Given how quickly shelters fill up, veterinarians and pet advocacy groups recommend that dogs and cats be spayed or neutered to combat overpopulation. Shelters, rescue organizations, and breeders seen as “responsible” all do. This is often mandated by local law. Many pet stores, breeders, and private owners do not. This crowds out the market for rescued and stray pets, indirectly contributing to high euthanization numbers. Every puppy sold or given away, the argument goes, makes it more likely one in a shelter will be put to death.

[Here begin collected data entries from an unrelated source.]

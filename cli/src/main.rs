//! PortKeeper CLI - Keep one server instance on a fixed port
//!
//! Stands in for the graphical front-end: `serve` supervises the managed
//! server and takes commands on stdin, the other subcommands are one-shot.

mod commands;

use std::path::PathBuf;
use std::process::ExitCode;

use clap::{Parser, Subcommand};
use tracing_subscriber::EnvFilter;

use crate::commands::Overrides;

#[derive(Parser)]
#[command(name = "portkeeper")]
#[command(author, version, about = "Keep a single kdb+ server running on a fixed port")]
#[command(propagate_version = true)]
struct Cli {
    #[command(subcommand)]
    command: Option<Commands>,

    /// Output in JSON format
    #[arg(long, global = true)]
    json: bool,

    /// Port to supervise (overrides the config file)
    #[arg(long, global = true)]
    port: Option<u16>,

    /// Managed executable (overrides the config file)
    #[arg(long, global = true)]
    executable: Option<String>,

    /// Path to the config file
    #[arg(long, global = true)]
    config: Option<PathBuf>,
}

#[derive(Subcommand)]
enum Commands {
    /// Force start the server and read commands from stdin (default)
    Serve,

    /// Show whether something listens on the port
    Status,

    /// Check that the managed executable is installed
    Check,

    /// Manage the configuration file
    Config {
        #[command(subcommand)]
        action: ConfigAction,
    },
}

#[derive(Subcommand)]
enum ConfigAction {
    /// Show the effective configuration
    Show,
    /// Set a configuration value
    Set {
        /// Key as written in the file, e.g. `port` or `launchWindowMs`
        key: String,
        value: String,
    },
    /// Print the config file path
    Path,
}

fn init_logging() {
    let filter = EnvFilter::try_from_default_env()
        .unwrap_or_else(|_| EnvFilter::new("portkeeper=info,portkeeper_core=info,managed=info"));

    // stdout carries command replies only
    tracing_subscriber::fmt()
        .with_env_filter(filter)
        .with_writer(std::io::stderr)
        .init();
}

#[tokio::main(flavor = "current_thread")]
async fn main() -> anyhow::Result<ExitCode> {
    let cli = Cli::parse();
    init_logging();

    let store = commands::config_store(cli.config)?;
    let overrides = Overrides {
        port: cli.port,
        executable: cli.executable,
    };

    let success = match cli.command.unwrap_or(Commands::Serve) {
        Commands::Serve => commands::serve::run(&store, &overrides, cli.json).await?,
        Commands::Status => commands::status::run(&store, &overrides, cli.json).await?,
        Commands::Check => commands::check::run(&store, &overrides, cli.json).await?,
        Commands::Config { action } => match action {
            ConfigAction::Show => commands::config::show(&store, &overrides, cli.json).await?,
            ConfigAction::Set { key, value } => {
                commands::config::set(&store, &key, &value, cli.json).await?
            }
            ConfigAction::Path => commands::config::path(&store, cli.json)?,
        },
    };

    Ok(if success {
        ExitCode::SUCCESS
    } else {
        ExitCode::FAILURE
    })
}
//! Config command - show and edit the configuration file.

use anyhow::Result;
use portkeeper_core::ConfigStore;

use super::{load_config, Overrides, Reply};

/// Show the effective configuration, overrides applied.
pub async fn show(store: &ConfigStore, overrides: &Overrides, json: bool) -> Result<bool> {
    let config = load_config(store, overrides).await?;

    if json {
        println!("{}", serde_json::to_string_pretty(&config)?);
        return Ok(true);
    }

    println!("Config file: {}", store.config_path().display());
    println!();
    println!("Port:              {}", config.port);
    println!("Executable:        {}", config.executable);
    println!(
        "Startup script:    {}",
        config.script_dir().join(&config.script_file_name).display()
    );
    println!("Launch window:     {:?}", config.launch_window());
    println!("Eviction settle:   {:?}", config.eviction_settle());
    println!("Stop settle:       {:?}", config.stop_settle());
    println!("Restart settle:    {:?}", config.restart_settle());
    println!("Install probe:     {}", config.install_probe_args.join(" "));
    Ok(true)
}

/// Set one key in the config file.
pub async fn set(store: &ConfigStore, key: &str, value: &str, json: bool) -> Result<bool> {
    let mut config = store.load().await?;
    config.set(key, value)?;
    store.save(&config).await?;

    Reply::ok("config", format!("Set {} = {}", key, value)).print(json)?;
    Ok(true)
}

pub fn path(store: &ConfigStore, json: bool) -> Result<bool> {
    Reply::ok("config", store.config_path().display().to_string()).print(json)?;
    Ok(true)
}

But the focus on overpopulation can also obfuscate the cause of euthanizations. Of the pets received by shelters, 30% to 50% come from owners relinquishing their pets, and the rest are picked up by animal control. The most common reasons cited by owners leaving their pets? They were moving, the landlord did not allow the pet, they had too many animals, or they could not afford the cost of food and veterinary care. Regardless of the reason, if you turn in your pet to a shelter, it’s a coin flip whether it will end up dead or with a new family.
Breeding and Overbreeding
If you don’t get your pet from a shelter or friend, breeders are the other option.
A small number of them have a business model resembling an artisanal shop: they breed a small number of (usually) purebred animals every year. They also maintain an ethos of professionalism and concern for their animals’ welfare; they specialize in one breed, work to maintain its purity, and screen their customers to vet out irresponsible pet owners.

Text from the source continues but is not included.